2. Método de acordo com a reivindicação 1, caracterizado pelo fato de que o polipeptídeo da COMT mutante compreende ainda um rótulo de purificação, um peptídeo de trânsito de cloroplasto, um peptídeo de trânsito mitocondrial, um peptídeo de amiloplasto, peptídeo de sinal, ou um rótulo de secreção nos terminais N ou C do dito polipeptídeo.
3. Polipeptídeo de Catecol-O-Metil Transferase (COMT) mutante, caracterizado pelo fato de que o polipeptídeo COMT mutante compreende (i) Asn, Asp, Cys, Glu, Phe ou Tyr na posição 198; ou (ii) Ala, Arg, Asn, Cys, Gln, Gly, His, Ile, Leu, Met, Phe, Pro, Ser, Thr, Trp, Tyr ou Val na posição 199 da SEQ ID NO: 27.
4. Polipeptídeo mutante isolado de acordo com a reivindicação 3, caracterizado pelo fato de que o polipeptídeo da COMT mutante compreendem ainda um rótulo de purificação, um peptídeo de trânsito de cloroplasto, um peptídeo de trânsito mitocondrial, um peptídeo de amiloplasto, peptídeo de sinal, ou um rótulo de secreção no terminal N ou C do dito polipeptídeo.

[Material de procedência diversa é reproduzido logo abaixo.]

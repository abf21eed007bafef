//! Pull replication: change feed → bounded fetch → transactional insert.

use crate::batcher::Batcher;
use crate::change_tracker::{ChangeFeedMode, ChangeTracker, ChangeTrackerClient};
use crate::config::ReplicatorConfig;
use crate::error::{ReplicationError, ReplicationResult, StorageError};
use crate::multipart::MultipartDocumentReader;
use crate::sequence_map::SequenceMap;
use crate::session::{Session, SessionState, INBOX_CAPACITY, INBOX_DELAY};
use crate::storage::ReplicationStorage;
use crate::transport::{HttpMethod, HttpTransport};
use parking_lot::Mutex;
use revodb_sync_protocol::{is_valid_document_id, ChangeEntry, Revision};
use std::collections::{HashSet, VecDeque};
use std::sync::atomic::{AtomicUsize, Ordering};
use std::sync::{Arc, Weak};
use std::thread;
use std::time::{Duration, Instant};
use tracing::{debug, info, warn};
use url::Url;

/// Cap on simultaneous revision-fetch requests.
const MAX_OPEN_HTTP_CONNECTIONS: usize = 16;
/// Fetch backlog above which the change feed thread is made to wait.
const MAX_PENDING_FETCHES: usize = 1000;
/// Insert batcher sizing.
const INSERT_BATCH_CAPACITY: usize = 200;
const INSERT_BATCH_DELAY: Duration = Duration::from_millis(1000);

/// A revision received from the change feed during a pull. Tracks the opaque
/// remote sequence token and the local sequence used for checkpointing.
#[derive(Debug, Clone)]
struct PulledRevision {
    rev: Revision,
    remote_sequence: String,
    local_sequence: u64,
}

/// RAII permit for one of the bounded fetch connections; releasing cannot be
/// forgotten on any exit path.
struct ConnectionGuard {
    count: Arc<AtomicUsize>,
}

impl ConnectionGuard {
    fn acquire(count: &Arc<AtomicUsize>) -> Self {
        count.fetch_add(1, Ordering::SeqCst);
        Self {
            count: Arc::clone(count),
        }
    }
}

impl Drop for ConnectionGuard {
    fn drop(&mut self) {
        self.count.fetch_sub(1, Ordering::SeqCst);
    }
}

/// Pull-side replication session.
///
/// Follows the remote change feed, asks local storage which reported
/// revisions are missing, fetches them over at most 16 concurrent
/// connections, and inserts them transactionally in batches. The persisted
/// checkpoint only advances over contiguously completed work.
pub struct Puller {
    inner: Arc<PullerInner>,
}

struct PullerInner {
    session: Session,
    inbox: Mutex<Option<Arc<Batcher<PulledRevision>>>>,
    downloads_to_insert: Mutex<Option<Arc<Batcher<PulledRevision>>>>,
    revs_to_pull: Mutex<VecDeque<PulledRevision>>,
    pending_sequences: Mutex<SequenceMap>,
    http_connection_count: Arc<AtomicUsize>,
    /// Batches currently being processed; used to detect a drained pipeline.
    active_jobs: AtomicUsize,
    change_tracker: Mutex<Option<ChangeTracker>>,
}

/// Bridges tracker callbacks to the puller without keeping it alive.
struct TrackerClient(Weak<PullerInner>);

impl ChangeTrackerClient for TrackerClient {
    fn change_tracker_received_change(&self, change: ChangeEntry) {
        if let Some(puller) = self.0.upgrade() {
            puller.change_tracker_received_change(change);
        }
    }

    fn change_tracker_stopped(&self) {
        if let Some(puller) = self.0.upgrade() {
            puller.change_tracker_stopped();
        }
    }
}

impl Puller {
    /// Creates a puller for the given remote database.
    pub fn new(
        remote: Url,
        storage: Arc<dyn ReplicationStorage>,
        transport: Arc<dyn HttpTransport>,
        config: ReplicatorConfig,
    ) -> ReplicationResult<Self> {
        let session = Session::new(remote, storage, transport, config, "pull")?;
        Ok(Self {
            inner: Arc::new(PullerInner {
                session,
                inbox: Mutex::new(None),
                downloads_to_insert: Mutex::new(None),
                revs_to_pull: Mutex::new(VecDeque::new()),
                pending_sequences: Mutex::new(SequenceMap::new()),
                http_connection_count: Arc::new(AtomicUsize::new(0)),
                active_jobs: AtomicUsize::new(0),
                change_tracker: Mutex::new(None),
            }),
        })
    }

    /// Starts replicating. One-shot sessions stop by themselves once caught
    /// up; continuous sessions run until [`stop`](Self::stop).
    pub fn start(&self) -> ReplicationResult<()> {
        if !self
            .inner
            .session
            .state
            .transition(SessionState::Idle, SessionState::Running)
        {
            return Err(ReplicationError::Configuration(
                "puller already started".into(),
            ));
        }
        let outcome = self.inner.begin_replicating();
        if outcome.is_err() {
            self.inner.session.signal_stopped();
        }
        outcome
    }

    /// Stops the session: stops the tracker, drains batched work, persists
    /// the checkpoint, and signals stopped exactly once. Idempotent.
    pub fn stop(&self) {
        self.inner.stop();
    }

    /// Current lifecycle state.
    pub fn state(&self) -> SessionState {
        self.inner.session.state.get()
    }

    /// Last checkpointed remote sequence.
    pub fn last_sequence(&self) -> Option<String> {
        self.inner.session.last_sequence()
    }

    /// Message of the most recent error, if any.
    pub fn last_error_message(&self) -> Option<String> {
        self.inner.session.last_error_message()
    }

    /// Number of changes reported by the feed so far.
    pub fn changes_count(&self) -> u64 {
        self.inner.session.changes_count.load(Ordering::SeqCst)
    }

    /// Number of changes fully processed so far.
    pub fn completed_changes_count(&self) -> u64 {
        self.inner
            .session
            .completed_changes_count
            .load(Ordering::SeqCst)
    }

    /// Number of revisions that failed permanently this session.
    pub fn failed_revisions_count(&self) -> u64 {
        self.inner.session.revisions_failed.load(Ordering::SeqCst)
    }

    /// Blocks until the session stops or the timeout elapses.
    pub fn wait_until_stopped(&self, timeout: Duration) -> bool {
        self.inner.session.wait_until_stopped(timeout)
    }
}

5. Microorganismo hospedeiro recombinante, caracterizado pelo fato de que dito microorganismo hospedeiro recombinante compreende um ácido nucleico heterólogo que codifica o polipeptídeo da COMT mutante, como definido na reivindicação 3 ou 4, em que o microorganismo hospedeiro é uma levedura que expressa um polipeptídeo Catecol-O-Metil Transferase (COMT) mutante; em que o polipeptídeo COMT mutante compreende (i) Asn, Asp, Cys, Glu, Phe ou Tyr na posição 198; ou (ii) Ala, Arg, Asn, Cys, Gln, Gly, His, Ile, Leu, Met, Phe, Pro, Ser, Thr, Trp, Tyr ou Val na posição 199 da SEQ ID NO: 27.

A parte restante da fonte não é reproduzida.